'Bristol-Myers' Disruptive Effect Nearly Instant in Missouri Talc Case, Transcript Shows

On a June Monday, lawyers in a trial over Johnson & Johnson's talcum powder scrambled to explain to a St. Louis judge whether a U.S. Supreme Court decision handed down that morning doomed their case.

One attorney was still downloading the opinion to his computer. Another told the judge he was "literally on my cellphone trying to learn facts," according to a recently released transcript of the hearing. Yet defense attorneys assured 22nd Circuit Court Judge Rex Burlison that the Supreme Court decision in Bristol-Myers Squibb Co. v. Superior Court, which limited where defendants could be sued, threw "a monkey wrench" into the case and had disrupted matters so thoroughly that he could do nothing less than grant a mistrial.
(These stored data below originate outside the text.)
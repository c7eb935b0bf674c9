use std::io::{Cursor, Write};

use quick_xml::escape::escape;
use zip::write::SimpleFileOptions;
use zip::ZipWriter;

use crate::errors::GenerationError;

// @module: PPTX regeneration from translated text
//
// Emits a minimal single-slide package: presentation, one slide master and
// layout, a theme, and one slide whose full-bleed text box carries the
// translated text verbatim. Per-paragraph/bullet structure is intentionally
// not reconstructed for PPTX — re-flowing translated text across slides is
// ambiguous, so this format trades fidelity for simplicity.

/// Slide width in EMU (10 inches, 4:3 default)
const SLIDE_WIDTH_EMU: u64 = 9_144_000;

/// Slide height in EMU (7.5 inches)
const SLIDE_HEIGHT_EMU: u64 = 6_858_000;

const CONTENT_TYPES_XML: &str = r#"<?xml version="1.0" encoding="UTF-8" standalone="yes"?>
<Types xmlns="http://schemas.openxmlformats.org/package/2006/content-types">
<Default Extension="rels" ContentType="application/vnd.openxmlformats-package.relationships+xml"/>
<Default Extension="xml" ContentType="application/xml"/>
<Override PartName="/ppt/presentation.xml" ContentType="application/vnd.openxmlformats-officedocument.presentationml.presentation.main+xml"/>
<Override PartName="/ppt/slideMasters/slideMaster1.xml" ContentType="application/vnd.openxmlformats-officedocument.presentationml.slideMaster+xml"/>
<Override PartName="/ppt/slideLayouts/slideLayout1.xml" ContentType="application/vnd.openxmlformats-officedocument.presentationml.slideLayout+xml"/>
<Override PartName="/ppt/slides/slide1.xml" ContentType="application/vnd.openxmlformats-officedocument.presentationml.slide+xml"/>
<Override PartName="/ppt/theme/theme1.xml" ContentType="application/vnd.openxmlformats-officedocument.theme+xml"/>
</Types>"#;

const ROOT_RELS_XML: &str = r#"<?xml version="1.0" encoding="UTF-8" standalone="yes"?>
<Relationships xmlns="http://schemas.openxmlformats.org/package/2006/relationships">
<Relationship Id="rId1" Type="http://schemas.openxmlformats.org/officeDocument/2006/relationships/officeDocument" Target="ppt/presentation.xml"/>
</Relationships>"#;

const PRESENTATION_RELS_XML: &str = r#"<?xml version="1.0" encoding="UTF-8" standalone="yes"?>
<Relationships xmlns="http://schemas.openxmlformats.org/package/2006/relationships">
<Relationship Id="rId1" Type="http://schemas.openxmlformats.org/officeDocument/2006/relationships/slideMaster" Target="slideMasters/slideMaster1.xml"/>
<Relationship Id="rId2" Type="http://schemas.openxmlformats.org/officeDocument/2006/relationships/slide" Target="slides/slide1.xml"/>
<Relationship Id="rId3" Type="http://schemas.openxmlformats.org/officeDocument/2006/relationships/theme" Target="theme/theme1.xml"/>
</Relationships>"#;

const SLIDE_MASTER_RELS_XML: &str = r#"<?xml version="1.0" encoding="UTF-8" standalone="yes"?>
<Relationships xmlns="http://schemas.openxmlformats.org/package/2006/relationships">
<Relationship Id="rId1" Type="http://schemas.openxmlformats.org/officeDocument/2006/relationships/slideLayout" Target="../slideLayouts/slideLayout1.xml"/>
<Relationship Id="rId2" Type="http://schemas.openxmlformats.org/officeDocument/2006/relationships/theme" Target="../theme/theme1.xml"/>
</Relationships>"#;

const SLIDE_LAYOUT_RELS_XML: &str = r#"<?xml version="1.0" encoding="UTF-8" standalone="yes"?>
<Relationships xmlns="http://schemas.openxmlformats.org/package/2006/relationships">
<Relationship Id="rId1" Type="http://schemas.openxmlformats.org/officeDocument/2006/relationships/slideMaster" Target="../slideMasters/slideMaster1.xml"/>
</Relationships>"#;

const SLIDE_RELS_XML: &str = r#"<?xml version="1.0" encoding="UTF-8" standalone="yes"?>
<Relationships xmlns="http://schemas.openxmlformats.org/package/2006/relationships">
<Relationship Id="rId1" Type="http://schemas.openxmlformats.org/officeDocument/2006/relationships/slideLayout" Target="../slideLayouts/slideLayout1.xml"/>
</Relationships>"#;

const SLIDE_MASTER_XML: &str = r#"<?xml version="1.0" encoding="UTF-8" standalone="yes"?>
<p:sldMaster xmlns:a="http://schemas.openxmlformats.org/drawingml/2006/main" xmlns:r="http://schemas.openxmlformats.org/officeDocument/2006/relationships" xmlns:p="http://schemas.openxmlformats.org/presentationml/2006/main">
<p:cSld><p:spTree><p:nvGrpSpPr><p:cNvPr id="1" name=""/><p:cNvGrpSpPr/><p:nvPr/></p:nvGrpSpPr><p:grpSpPr/></p:spTree></p:cSld>
<p:clrMap bg1="lt1" tx1="dk1" bg2="lt2" tx2="dk2" accent1="accent1" accent2="accent2" accent3="accent3" accent4="accent4" accent5="accent5" accent6="accent6" hlink="hlink" folHlink="folHlink"/>
<p:sldLayoutIdLst><p:sldLayoutId id="2147483649" r:id="rId1"/></p:sldLayoutIdLst>
</p:sldMaster>"#;

const SLIDE_LAYOUT_XML: &str = r#"<?xml version="1.0" encoding="UTF-8" standalone="yes"?>
<p:sldLayout xmlns:a="http://schemas.openxmlformats.org/drawingml/2006/main" xmlns:r="http://schemas.openxmlformats.org/officeDocument/2006/relationships" xmlns:p="http://schemas.openxmlformats.org/presentationml/2006/main" type="blank">
<p:cSld><p:spTree><p:nvGrpSpPr><p:cNvPr id="1" name=""/><p:cNvGrpSpPr/><p:nvPr/></p:nvGrpSpPr><p:grpSpPr/></p:spTree></p:cSld>
<p:clrMapOvr><a:overrideClrMapping bg1="lt1" tx1="dk1" bg2="lt2" tx2="dk2" accent1="accent1" accent2="accent2" accent3="accent3" accent4="accent4" accent5="accent5" accent6="accent6" hlink="hlink" folHlink="folHlink"/></p:clrMapOvr>
</p:sldLayout>"#;

const THEME_XML: &str = r#"<?xml version="1.0" encoding="UTF-8" standalone="yes"?>
<a:theme xmlns:a="http://schemas.openxmlformats.org/drawingml/2006/main" name="Office">
<a:themeElements>
<a:clrScheme name="Office"><a:dk1><a:sysClr val="windowText" lastClr="000000"/></a:dk1><a:lt1><a:sysClr val="window" lastClr="FFFFFF"/></a:lt1><a:dk2><a:srgbClr val="44546A"/></a:dk2><a:lt2><a:srgbClr val="E7E6E6"/></a:lt2><a:accent1><a:srgbClr val="4472C4"/></a:accent1><a:accent2><a:srgbClr val="ED7D31"/></a:accent2><a:accent3><a:srgbClr val="A5A5A5"/></a:accent3><a:accent4><a:srgbClr val="FFC000"/></a:accent4><a:accent5><a:srgbClr val="5B9BD5"/></a:accent5><a:accent6><a:srgbClr val="70AD47"/></a:accent6><a:hlink><a:srgbClr val="0563C1"/></a:hlink><a:folHlink><a:srgbClr val="954F72"/></a:folHlink></a:clrScheme>
<a:fontScheme name="Office"><a:majorFont><a:latin typeface="Calibri Light"/><a:ea typeface=""/><a:cs typeface=""/></a:majorFont><a:minorFont><a:latin typeface="Calibri"/><a:ea typeface=""/><a:cs typeface=""/></a:minorFont></a:fontScheme>
<a:fmtScheme name="Office"><a:fillStyleLst><a:solidFill><a:schemeClr val="phClr"/></a:solidFill><a:solidFill><a:schemeClr val="phClr"/></a:solidFill><a:solidFill><a:schemeClr val="phClr"/></a:solidFill></a:fillStyleLst><a:lnStyleLst><a:ln w="6350"><a:solidFill><a:schemeClr val="phClr"/></a:solidFill></a:ln><a:ln w="12700"><a:solidFill><a:schemeClr val="phClr"/></a:solidFill></a:ln><a:ln w="19050"><a:solidFill><a:schemeClr val="phClr"/></a:solidFill></a:ln></a:lnStyleLst><a:effectStyleLst><a:effectStyle><a:effectLst/></a:effectStyle><a:effectStyle><a:effectLst/></a:effectStyle><a:effectStyle><a:effectLst/></a:effectStyle></a:effectStyleLst><a:bgFillStyleLst><a:solidFill><a:schemeClr val="phClr"/></a:solidFill><a:solidFill><a:schemeClr val="phClr"/></a:solidFill><a:solidFill><a:schemeClr val="phClr"/></a:solidFill></a:bgFillStyleLst></a:fmtScheme>
</a:themeElements>
</a:theme>"#;

/// Generate a single-slide PPTX from translated text
pub fn generate(text: &str) -> Result<Vec<u8>, GenerationError> {
    let mut writer = ZipWriter::new(Cursor::new(Vec::new()));
    let options = SimpleFileOptions::default();

    let parts: [(&str, String); 10] = [
        ("[Content_Types].xml", CONTENT_TYPES_XML.to_string()),
        ("_rels/.rels", ROOT_RELS_XML.to_string()),
        ("ppt/presentation.xml", presentation_xml()),
        ("ppt/_rels/presentation.xml.rels", PRESENTATION_RELS_XML.to_string()),
        ("ppt/slideMasters/slideMaster1.xml", SLIDE_MASTER_XML.to_string()),
        (
            "ppt/slideMasters/_rels/slideMaster1.xml.rels",
            SLIDE_MASTER_RELS_XML.to_string(),
        ),
        ("ppt/slideLayouts/slideLayout1.xml", SLIDE_LAYOUT_XML.to_string()),
        (
            "ppt/slideLayouts/_rels/slideLayout1.xml.rels",
            SLIDE_LAYOUT_RELS_XML.to_string(),
        ),
        ("ppt/slides/slide1.xml", slide_xml(text)),
        ("ppt/slides/_rels/slide1.xml.rels", SLIDE_RELS_XML.to_string()),
    ];

    for (name, content) in parts {
        writer
            .start_file(name, options)
            .map_err(|e| GenerationError::Pptx(e.to_string()))?;
        writer
            .write_all(content.as_bytes())
            .map_err(|e| GenerationError::Pptx(e.to_string()))?;
    }

    let cursor = writer
        .finish()
        .map_err(|e| GenerationError::Pptx(e.to_string()))?;
    Ok(cursor.into_inner())
}

/// The presentation part referencing the master and the single slide
fn presentation_xml() -> String {
    format!(
        r#"<?xml version="1.0" encoding="UTF-8" standalone="yes"?>
<p:presentation xmlns:a="http://schemas.openxmlformats.org/drawingml/2006/main" xmlns:r="http://schemas.openxmlformats.org/officeDocument/2006/relationships" xmlns:p="http://schemas.openxmlformats.org/presentationml/2006/main">
<p:sldMasterIdLst><p:sldMasterId id="2147483648" r:id="rId1"/></p:sldMasterIdLst>
<p:sldIdLst><p:sldId id="256" r:id="rId2"/></p:sldIdLst>
<p:sldSz cx="{w}" cy="{h}"/>
<p:notesSz cx="{h}" cy="{w}"/>
</p:presentation>"#,
        w = SLIDE_WIDTH_EMU,
        h = SLIDE_HEIGHT_EMU,
    )
}

/// The single slide: one text box covering the whole slide area
fn slide_xml(text: &str) -> String {
    let mut paragraphs = String::new();
    for line in text.split('\n') {
        paragraphs.push_str("<a:p><a:r><a:t>");
        paragraphs.push_str(&escape(line));
        paragraphs.push_str("</a:t></a:r></a:p>");
    }
    if paragraphs.is_empty() {
        paragraphs.push_str("<a:p/>");
    }

    format!(
        r#"<?xml version="1.0" encoding="UTF-8" standalone="yes"?>
<p:sld xmlns:a="http://schemas.openxmlformats.org/drawingml/2006/main" xmlns:r="http://schemas.openxmlformats.org/officeDocument/2006/relationships" xmlns:p="http://schemas.openxmlformats.org/presentationml/2006/main">
<p:cSld><p:spTree>
<p:nvGrpSpPr><p:cNvPr id="1" name=""/><p:cNvGrpSpPr/><p:nvPr/></p:nvGrpSpPr><p:grpSpPr/>
<p:sp>
<p:nvSpPr><p:cNvPr id="2" name="Translated Text"/><p:cNvSpPr txBox="1"/><p:nvPr/></p:nvSpPr>
<p:spPr><a:xfrm><a:off x="0" y="0"/><a:ext cx="{w}" cy="{h}"/></a:xfrm><a:prstGeom prst="rect"><a:avLst/></a:prstGeom></p:spPr>
<p:txBody><a:bodyPr wrap="square"><a:normAutofit/></a:bodyPr><a:lstStyle/>{paragraphs}</p:txBody>
</p:sp>
</p:spTree></p:cSld>
<p:clrMapOvr><a:overrideClrMapping bg1="lt1" tx1="dk1" bg2="lt2" tx2="dk2" accent1="accent1" accent2="accent2" accent3="accent3" accent4="accent4" accent5="accent5" accent6="accent6" hlink="hlink" folHlink="folHlink"/></p:clrMapOvr>
</p:sld>"#,
        w = SLIDE_WIDTH_EMU,
        h = SLIDE_HEIGHT_EMU,
        paragraphs = paragraphs,
    )
}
But plaintiffs lawyers had a surprise: A company called Pharma Tech Industries. When asked to address Bristol-Myers, W. Wylie Blair of Onder, Shelton, O'Leary & Peterson in St. Louis began to introduce the judge to Pharma Tech, a company that was "doing the packaging and labeling, distributing, of talc-based body powders right here in Union, Missouri."

"Roll that again," Burlison interrupted. "Pharma Tech Industries was doing what?"

Plaintiffs attorneys went on to tell him about letters, forms, emails, monthly checks and sales documents allegedly showing Pharma Tech's plant in Missouri had bought raw talc from Imerys Talc America Inc., another defendant in the case, which alleged Johnson & Johnson's talcum powder caused three women to die from ovarian cancer. Pharma Tech then made products for Johnson & Johnson, they said. The talc had a cancer warning on it, but Pharma Tech, at J&J's direction, removed it when manufacturing, bottling and labeling its products.

Though intrigued, Burlison wasn't convinced to proceed with the trial, in which two of the three plaintiffs hadn't lived in Missouri. He granted Johnson & Johnson's motion for a mistrial.

Going forward, he said, would be like "trying to master a square into a round hole."

"We do have allegations in this case that would constitute what the Bristol-Myers court refers to as relevant acts, however, we don't we do not have pleadings sufficient to anchor those relevant acts to a third party, that being the Pharma Tech Industries here in Missouri," Burlison said.

But he reset the case for trial on Oct. 16 and permitted plaintiffs attorneys to move forward on discovery over Pharma Tech, a family-owned manufacturer of pharmaceutical powders based in Athens, Georgia. Founded in 1972, Pharma Tech has been run by the same family since 1989. It has a plant in Union, Missouri.